Influenza immunization each year, with an inactivated vaccine, is now recommended for children between the ages of 6 months and 6 years. A new preparation is available that is free of thimerosal.

Information about other immunizations recommended by the Centers for Disease Control:

Hepatitis B can be passed between school-age children, and the disease is more likely to be chronic when it's obtained early in life. About 25 percent of infants infected with hepatitis B virus will die of liver disease as adults.

Pneumococcal Vaccination represents another recent success story. Following the introduction of a vaccine in 2000, a 94 percent reduction in pneumococcal disease among children under 5 has been achieved.

Meningococcal Vaccination is recommended for adolescents at age 11 or 12 and other high-risk groups such as college freshmen living in dormitories, military recruits and those who have traveled in certain areas such as sub-Saharan Africa.
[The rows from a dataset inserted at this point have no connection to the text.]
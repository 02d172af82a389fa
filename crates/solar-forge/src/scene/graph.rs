// scene/graph.rs
//
// Scene graph arena. Nodes are indexed by NodeId, each with a local transform
// and a cached world matrix.
//
// Usage:
//   let mut graph = SceneGraph::new();
//   let group = graph.add(NodeKind::Group, None, Transform::IDENTITY);
//   let core = graph.add(NodeKind::Core, Some(group), Transform::IDENTITY);
//   graph.local_mut(group).rotation.y += 0.1;
//   graph.propagate();  // Updates world matrices from local transforms

use glam::{EulerRot, Mat4, Quat, Vec3};

/// Index of a node in its [`SceneGraph`]. Only minted by [`SceneGraph::add`].
#[derive(Debug, Clone, Copy, PartialEq, Eq, Hash)]
pub struct NodeId(pub u32);

/// What a node renders as. The bridge uses the numeric code to rebuild the
/// same tree on the JS side.
#[derive(Debug, Clone, Copy, PartialEq, Eq)]
#[repr(u8)]
pub enum NodeKind {
    Group = 0,
    Core = 1,
    Bloom = 2,
    Corona = 3,
    Ribbon = 4,
    Ring = 5,
    Belt = 6,
    Shards = 7,
    Stars = 8,
}

impl NodeKind {
    pub fn code(self) -> f32 {
        self as u8 as f32
    }
}

/// Position, XYZ Euler rotation and scale relative to the parent node.
#[derive(Debug, Clone, Copy, PartialEq)]
pub struct Transform {
    pub position: Vec3,
    /// Euler angles in radians, applied in XYZ order.
    pub rotation: Vec3,
    pub scale: Vec3,
}

impl Transform {
    pub const IDENTITY: Self = Self {
        position: Vec3::ZERO,
        rotation: Vec3::ZERO,
        scale: Vec3::ONE,
    };

    pub fn with_rotation(mut self, rotation: Vec3) -> Self {
        self.rotation = rotation;
        self
    }

    pub fn with_scale(mut self, scale: Vec3) -> Self {
        self.scale = scale;
        self
    }

    pub fn set_uniform_scale(&mut self, s: f32) {
        self.scale = Vec3::splat(s);
    }

    pub fn matrix(&self) -> Mat4 {
        let rotation = Quat::from_euler(
            EulerRot::XYZ,
            self.rotation.x,
            self.rotation.y,
            self.rotation.z,
        );
        Mat4::from_scale_rotation_translation(self.scale, rotation, self.position)
    }
}

impl Default for Transform {
    fn default() -> Self {
        Self::IDENTITY
    }
}

#[derive(Debug, Clone)]
struct Node {
    kind: NodeKind,
    parent: Option<NodeId>,
    children: Vec<NodeId>,
    local: Transform,
    world: Mat4,
}

/// Tree of renderable nodes. Parents are always inserted before their
/// children, so insertion order is a valid top-down traversal.
#[derive(Debug, Clone, Default)]
pub struct SceneGraph {
    nodes: Vec<Node>,
    roots: Vec<NodeId>,
    /// Set when a local transform may have changed, cleared after propagate.
    dirty: bool,
}

impl SceneGraph {
    pub fn new() -> Self {
        Self::default()
    }

    /// Insert a node under `parent` (or as a root).
    pub fn add(
        &mut self,
        kind: NodeKind,
        parent: Option<NodeId>,
        local: Transform,
    ) -> NodeId {
        let id = NodeId(self.nodes.len() as u32);
        self.nodes.push(Node {
            kind,
            parent,
            children: Vec::new(),
            local,
            world: local.matrix(),
        });
        match parent {
            Some(p) => self.node_mut(p).children.push(id),
            None => self.roots.push(id),
        }
        self.dirty = true;
        id
    }

    fn node(&self, id: NodeId) -> &Node {
        &self.nodes[id.0 as usize]
    }

    fn node_mut(&mut self, id: NodeId) -> &mut Node {
        &mut self.nodes[id.0 as usize]
    }

    pub fn local(&self, id: NodeId) -> &Transform {
        &self.node(id).local
    }

    pub fn local_mut(&mut self, id: NodeId) -> &mut Transform {
        self.dirty = true;
        &mut self.node_mut(id).local
    }

    /// World matrix as of the last [`propagate`](Self::propagate).
    pub fn world(&self, id: NodeId) -> Mat4 {
        self.node(id).world
    }

    pub fn kind(&self, id: NodeId) -> NodeKind {
        self.node(id).kind
    }

    pub fn parent(&self, id: NodeId) -> Option<NodeId> {
        self.node(id).parent
    }

    pub fn children(&self, id: NodeId) -> &[NodeId] {
        &self.node(id).children
    }

    /// All node ids in insertion (top-down) order.
    pub fn ids(&self) -> impl Iterator<Item = NodeId> {
        (0..self.nodes.len() as u32).map(NodeId)
    }

    /// Propagate local transforms from roots down through the hierarchy.
    pub fn propagate(&mut self) {
        if !self.dirty {
            return;
        }
        let roots = self.roots.clone();
        for root in roots {
            self.propagate_recursive(root, Mat4::IDENTITY);
        }
        self.dirty = false;
    }

    fn propagate_recursive(&mut self, id: NodeId, parent_world: Mat4) {
        let world = parent_world * self.node(id).local.matrix();
        self.node_mut(id).world = world;
        let children = self.node(id).children.clone();
        for child in children {
            self.propagate_recursive(child, world);
        }
    }

    pub fn len(&self) -> usize {
        self.nodes.len()
    }

    pub fn is_empty(&self) -> bool {
        self.nodes.is_empty()
    }
}

#[cfg(test)]
mod tests {
    use super::*;

    #[test]
    fn parent_child_relationship() {
        let mut graph = SceneGraph::new();
        let parent = graph.add(NodeKind::Group, None, Transform::IDENTITY);
        let child = graph.add(NodeKind::Core, Some(parent), Transform::IDENTITY);

        assert_eq!(graph.parent(child), Some(parent));
        assert_eq!(graph.children(parent), [child].as_slice());
    }

    #[test]
    fn propagate_composes_parent_scale_and_offset() {
        let mut graph = SceneGraph::new();
        let parent = graph.add(
            NodeKind::Group,
            None,
            Transform {
                position: Vec3::new(1.0, 0.0, 0.0),
                ..Transform::IDENTITY.with_scale(Vec3::splat(2.0))
            },
        );
        let child = graph.add(
            NodeKind::Ring,
            Some(parent),
            Transform {
                position: Vec3::new(0.5, 0.0, 0.0),
                ..Transform::IDENTITY
            },
        );
        graph.propagate();

        let p = graph.world(child).transform_point3(Vec3::ZERO);
        assert!((p - Vec3::new(2.0, 0.0, 0.0)).length() < 1e-5, "got {p}");
    }

    #[test]
    fn local_mut_marks_dirty() {
        let mut graph = SceneGraph::new();
        let id = graph.add(NodeKind::Stars, None, Transform::IDENTITY);
        graph.propagate();
        assert!(!graph.dirty);

        graph.local_mut(id).rotation.y = std::f32::consts::FRAC_PI_2;
        assert!(graph.dirty);
        graph.propagate();

        let p = graph.world(id).transform_point3(Vec3::X);
        assert!((p - Vec3::new(0.0, 0.0, -1.0)).length() < 1e-5, "got {p}");
    }
}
Diphtheria, Tetanus, acellular Pertussis shots (DTaP) are recommended for children in five doses starting at age 2 with a booster shot for adolescents 11 to 12 years of age who have not had a shot in five years. Whooping cough has been making a comeback over the past 25 years – mostly among adolescents and adults. But older family members can transmit the disease to youngsters who have not been immunized.

Measles, Mumps, Rubella vaccine has been successful in controlling three diseases that at one time affected thousands of American youngsters. Occasional outbreaks of all three diseases have occurred recently – highlighting the need for constant vigilance.

Shingles (Herpes Zoster) vaccine is recommended for adults 60 years and older. Shingles is a painful skin rash, usually with blisters on one side of the body or face. For one out of five people, severe pain can continue even after the rash has cleared. Shingles is caused by the same virus that causes chicken pox. The virus stays in the body for years and can reappear as shingles.

One person's chance of contracting any of these diseases is low, but only if everyone else is immunized.